Records supplied
"""
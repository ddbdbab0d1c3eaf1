//! Backend client capabilities.
//!
//! Exploration drivers only see these traits. Each trait has one production
//! adapter (sqlx, mongodb, reqwest) and in-memory fakes under test.

pub mod document;
pub mod http;
pub mod sql;

pub use document::{DocumentClient, DocumentConnector, MongoConnector};
pub use http::{HttpFetcher, ReqwestFetcher};
pub use sql::{MySqlConnector, PgConnector, SqlClient, SqlConnector};

/// Failure reported by a backend client.
#[derive(Debug, Clone, PartialEq, Eq, thiserror::Error)]
#[error("{0}")]
pub struct ClientError(pub String);

impl ClientError {
    pub fn new(message: impl std::fmt::Display) -> Self {
        Self(message.to_string())
    }
}

pub type ClientResult<T> = Result<T, ClientError>;
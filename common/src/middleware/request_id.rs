//! Request ID middleware.
//!
//! Generates and attaches unique request IDs for request tracing and logging.

use axum::{
    body::Body,
    http::{header::HeaderName, HeaderValue, Request},
    middleware::Next,
    response::Response,
};

use tracing::Instrument;

use crate::utils::IdGenerator;

/// Header name for request ID.
pub static REQUEST_ID_HEADER: HeaderName = HeaderName::from_static("x-request-id");

/// Request ID middleware handler.
///
/// Reuses an incoming `x-request-id` header or generates a new ID, runs the
/// request inside a span carrying it and echoes it on the response.
pub async fn request_id_middleware(req: Request<Body>, next: Next) -> Response {
    // Check for existing request ID header
    let request_id = req
        .headers()
        .get(&REQUEST_ID_HEADER)
        .and_then(|v| v.to_str().ok())
        .map(String::from)
        .unwrap_or_else(IdGenerator::request_id);

    let span = tracing::info_span!(
        "request",
        request_id = %request_id,
        method = %req.method(),
        uri = %req.uri(),
    );

    let mut response = next.run(req).instrument(span).await;

    // Add request ID to response headers
    if let Ok(value) = HeaderValue::from_str(&request_id) {
        response.headers_mut().insert(REQUEST_ID_HEADER.clone(), value);
    }

    response
}
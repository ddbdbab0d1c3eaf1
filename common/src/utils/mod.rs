//! Utility functions and helpers.

pub mod id_generator;
pub mod masking;

// Re-export commonly used types
pub use id_generator::IdGenerator;
pub use masking::{mask_password, redact_credentials};
//! Partial-success bookkeeping for metadata sub-queries.
//!
//! Once a driver is connected, each per-table or per-collection step yields a
//! [`Fetched`] value: the data, or a default plus a [`MetadataWarning`]. The
//! driver hands every result to a [`WarningLog`], which logs the warning and
//! keeps it for the caller; the value is used either way.

use std::fmt;

use crate::clients::ClientResult;

/// Introspection step that can degrade independently.
#[derive(Debug, Clone, Copy, PartialEq, Eq)]
pub enum MetadataStep {
    Tables,
    Columns,
    RowCount,
    PrimaryKeys,
    ForeignKeys,
    Indexes,
    TableInfo,
    SampleData,
    DocumentCount,
    Documents,
}

impl MetadataStep {
    pub fn as_str(&self) -> &'static str {
        match self {
            MetadataStep::Tables => "tables",
            MetadataStep::Columns => "columns",
            MetadataStep::RowCount => "row_count",
            MetadataStep::PrimaryKeys => "primary_keys",
            MetadataStep::ForeignKeys => "foreign_keys",
            MetadataStep::Indexes => "indexes",
            MetadataStep::TableInfo => "table_info",
            MetadataStep::SampleData => "sample_data",
            MetadataStep::DocumentCount => "document_count",
            MetadataStep::Documents => "documents",
        }
    }
}

impl fmt::Display for MetadataStep {
    fn fmt(&self, f: &mut fmt::Formatter<'_>) -> fmt::Result {
        f.write_str(self.as_str())
    }
}

/// A non-fatal failure of one step for one target.
#[derive(Debug, Clone, PartialEq, Eq)]
pub struct MetadataWarning {
    /// `schema.table`, table or collection name.
    pub target: String,
    pub step: MetadataStep,
    pub message: String,
}

impl fmt::Display for MetadataWarning {
    fn fmt(&self, f: &mut fmt::Formatter<'_>) -> fmt::Result {
        write!(f, "{} [{}]: {}", self.target, self.step, self.message)
    }
}

/// Value of a sub-fetch together with the warning that replaced it, if any.
#[derive(Debug)]
pub struct Fetched<T> {
    pub value: T,
    pub warning: Option<MetadataWarning>,
}

impl<T: Default> Fetched<T> {
    /// Uses the default value when the fetch failed.
    pub fn from_result(target: &str, step: MetadataStep, result: ClientResult<T>) -> Self {
        match result {
            Ok(value) => Self {
                value,
                warning: None,
            },
            Err(e) => Self {
                value: T::default(),
                warning: Some(MetadataWarning {
                    target: target.to_string(),
                    step,
                    message: e.to_string(),
                }),
            },
        }
    }
}

/// Collects warnings raised during one exploration.
#[derive(Debug, Default)]
pub struct WarningLog {
    warnings: Vec<MetadataWarning>,
}

impl WarningLog {
    pub fn new() -> Self {
        Self::default()
    }

    /// Unwraps a sub-fetch, recording its warning.
    pub fn take<T>(&mut self, fetched: Fetched<T>) -> T {
        if let Some(warning) = fetched.warning {
            self.push(warning);
        }
        fetched.value
    }

    /// Shorthand for `take(Fetched::from_result(..))`.
    pub fn settle<T: Default>(
        &mut self,
        target: &str,
        step: MetadataStep,
        result: ClientResult<T>,
    ) -> T {
        self.take(Fetched::from_result(target, step, result))
    }

    pub fn push(&mut self, warning: MetadataWarning) {
        tracing::warn!(
            target_name = %warning.target,
            step = %warning.step,
            error = %warning.message,
            "metadata fetch degraded"
        );
        self.warnings.push(warning);
    }

    /// Number of degraded steps so far.
    pub fn count(&self) -> usize {
        self.warnings.len()
    }

    pub fn into_warnings(self) -> Vec<MetadataWarning> {
        self.warnings
    }
}
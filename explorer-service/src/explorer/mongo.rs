//! MongoDB driver. Fields are inferred from one sample document per collection.

use std::sync::Arc;

use async_trait::async_trait;

use common::errors::{AppError, AppResult};
use common::models::{
    BackendKind, ColumnDescription, Credentials, Record, SchemaDescription, SchemaPayload,
    TableDescription,
};

use super::partial::{MetadataStep, WarningLog};
use super::{Exploration, SchemaExplorer};
use crate::clients::{DocumentClient, DocumentConnector};

const KIND: BackendKind = BackendKind::Document;

pub struct MongoExplorer {
    connector: Arc<dyn DocumentConnector>,
}

impl MongoExplorer {
    pub fn new(connector: Arc<dyn DocumentConnector>) -> Self {
        Self { connector }
    }

    async fn connect(&self, uri: &str) -> AppResult<Box<dyn DocumentClient>> {
        self.connector
            .connect(uri)
            .await
            .map_err(|e| AppError::connection(KIND, e))
    }
}

#[async_trait]
impl SchemaExplorer for MongoExplorer {
    fn kind(&self) -> BackendKind {
        KIND
    }

    async fn explore(
        &self,
        connection_string: &str,
        _credentials: &Credentials,
    ) -> AppResult<Exploration> {
        let client = self.connect(connection_string).await?;
        let mut log = WarningLog::new();
        let walked = walk_collections(client.as_ref(), &mut log).await;
        let database = client.database_name().to_string();
        client.close().await;
        let tables = walked?;

        let description =
            SchemaDescription::new(KIND, SchemaPayload::Flat { tables }).with_database(&database);

        tracing::info!(
            kind = %KIND,
            database = %database,
            collections = ?description.statistics().total_collections,
            warnings = log.count(),
            "exploration finished"
        );
        Ok(Exploration::new(description, log.into_warnings()))
    }

    async fn check_connection(&self, connection_string: &str, _credentials: &Credentials) -> AppResult<()> {
        let client = self.connect(connection_string).await?;
        client.close().await;
        Ok(())
    }
}

async fn walk_collections(
    client: &dyn DocumentClient,
    log: &mut WarningLog,
) -> AppResult<Vec<TableDescription>> {
    let mut names = client
        .list_collections()
        .await
        .map_err(|e| AppError::metadata_query(KIND, format!("listing collections: {e}")))?;
    names.sort();

    let mut collections = Vec::with_capacity(names.len());
    for name in names {
        let (count, sample) = tokio::join!(client.count_documents(&name), client.find_one(&name));
        let count = log.settle(&name, MetadataStep::DocumentCount, count);
        let sample = log.settle(&name, MetadataStep::SampleData, sample);
        collections.push(describe_collection(&name, count, sample));
    }
    Ok(collections)
}

/// No sample means no fields: there is no declared schema to fall back on.
fn describe_collection(name: &str, count: u64, sample: Option<Record>) -> TableDescription {
    let columns: Vec<ColumnDescription> = sample
        .as_ref()
        .map(|doc| {
            doc.iter()
                .map(|(field, value)| ColumnDescription::inferred(field.as_str(), value))
                .collect()
        })
        .unwrap_or_default();

    TableDescription::new(name, columns)
        .with_row_count(count)
        .with_samples(sample.into_iter().collect())
}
"""
Exercise instructions
Would you please copy exactly the part of the entries above that begins at the line containing "#[derive(Debug, Clone, PartialEq, Eq, thiserror::Error)]" and ends at the line containing "use std::fmt;", both lines included?

Solution
#[derive(Debug, Clone, PartialEq, Eq, thiserror::Error)]
#[error("{0}")]
pub struct ClientError(pub String);

impl ClientError {
    pub fn new(message: impl std::fmt::Display) -> Self {
        Self(message.to_string())
    }
}

pub type ClientResult<T> = Result<T, ClientError>;
filename common/src/middleware/request_id.rs
//! Request ID middleware.
//!
//! Generates and attaches unique request IDs for request tracing and logging.

use axum::{
    body::Body,
    http::{header::HeaderName, HeaderValue, Request},
    middleware::Next,
    response::Response,
};

use tracing::Instrument;

use crate::utils::IdGenerator;

/// Header name for request ID.
pub static REQUEST_ID_HEADER: HeaderName = HeaderName::from_static("x-request-id");

/// Request ID middleware handler.
///
/// Reuses an incoming `x-request-id` header or generates a new ID, runs the
/// request inside a span carrying it and echoes it on the response.
pub async fn request_id_middleware(req: Request<Body>, next: Next) -> Response {
    // Check for existing request ID header
    let request_id = req
        .headers()
        .get(&REQUEST_ID_HEADER)
        .and_then(|v| v.to_str().ok())
        .map(String::from)
        .unwrap_or_else(IdGenerator::request_id);

    let span = tracing::info_span!(
        "request",
        request_id = %request_id,
        method = %req.method(),
        uri = %req.uri(),
    );

    let mut response = next.run(req).instrument(span).await;

    // Add request ID to response headers
    if let Ok(value) = HeaderValue::from_str(&request_id) {
        response.headers_mut().insert(REQUEST_ID_HEADER.clone(), value);
    }

    response
}
repository ddbdbab0d1c3eaf1
filename common/src/utils/mod.rs
//! Utility functions and helpers.

pub mod id_generator;
pub mod masking;

// Re-export commonly used types
pub use id_generator::IdGenerator;
pub use masking::{mask_password, redact_credentials};
//! Partial-success bookkeeping for metadata sub-queries.
//!
//! Once a driver is connected, each per-table or per-collection step yields a
//! [`Fetched`] value: the data, or a default plus a [`MetadataWarning`]. The
//! driver hands every result to a [`WarningLog`], which logs the warning and
//! keeps it for the caller; the value is used either way.

use std::fmt;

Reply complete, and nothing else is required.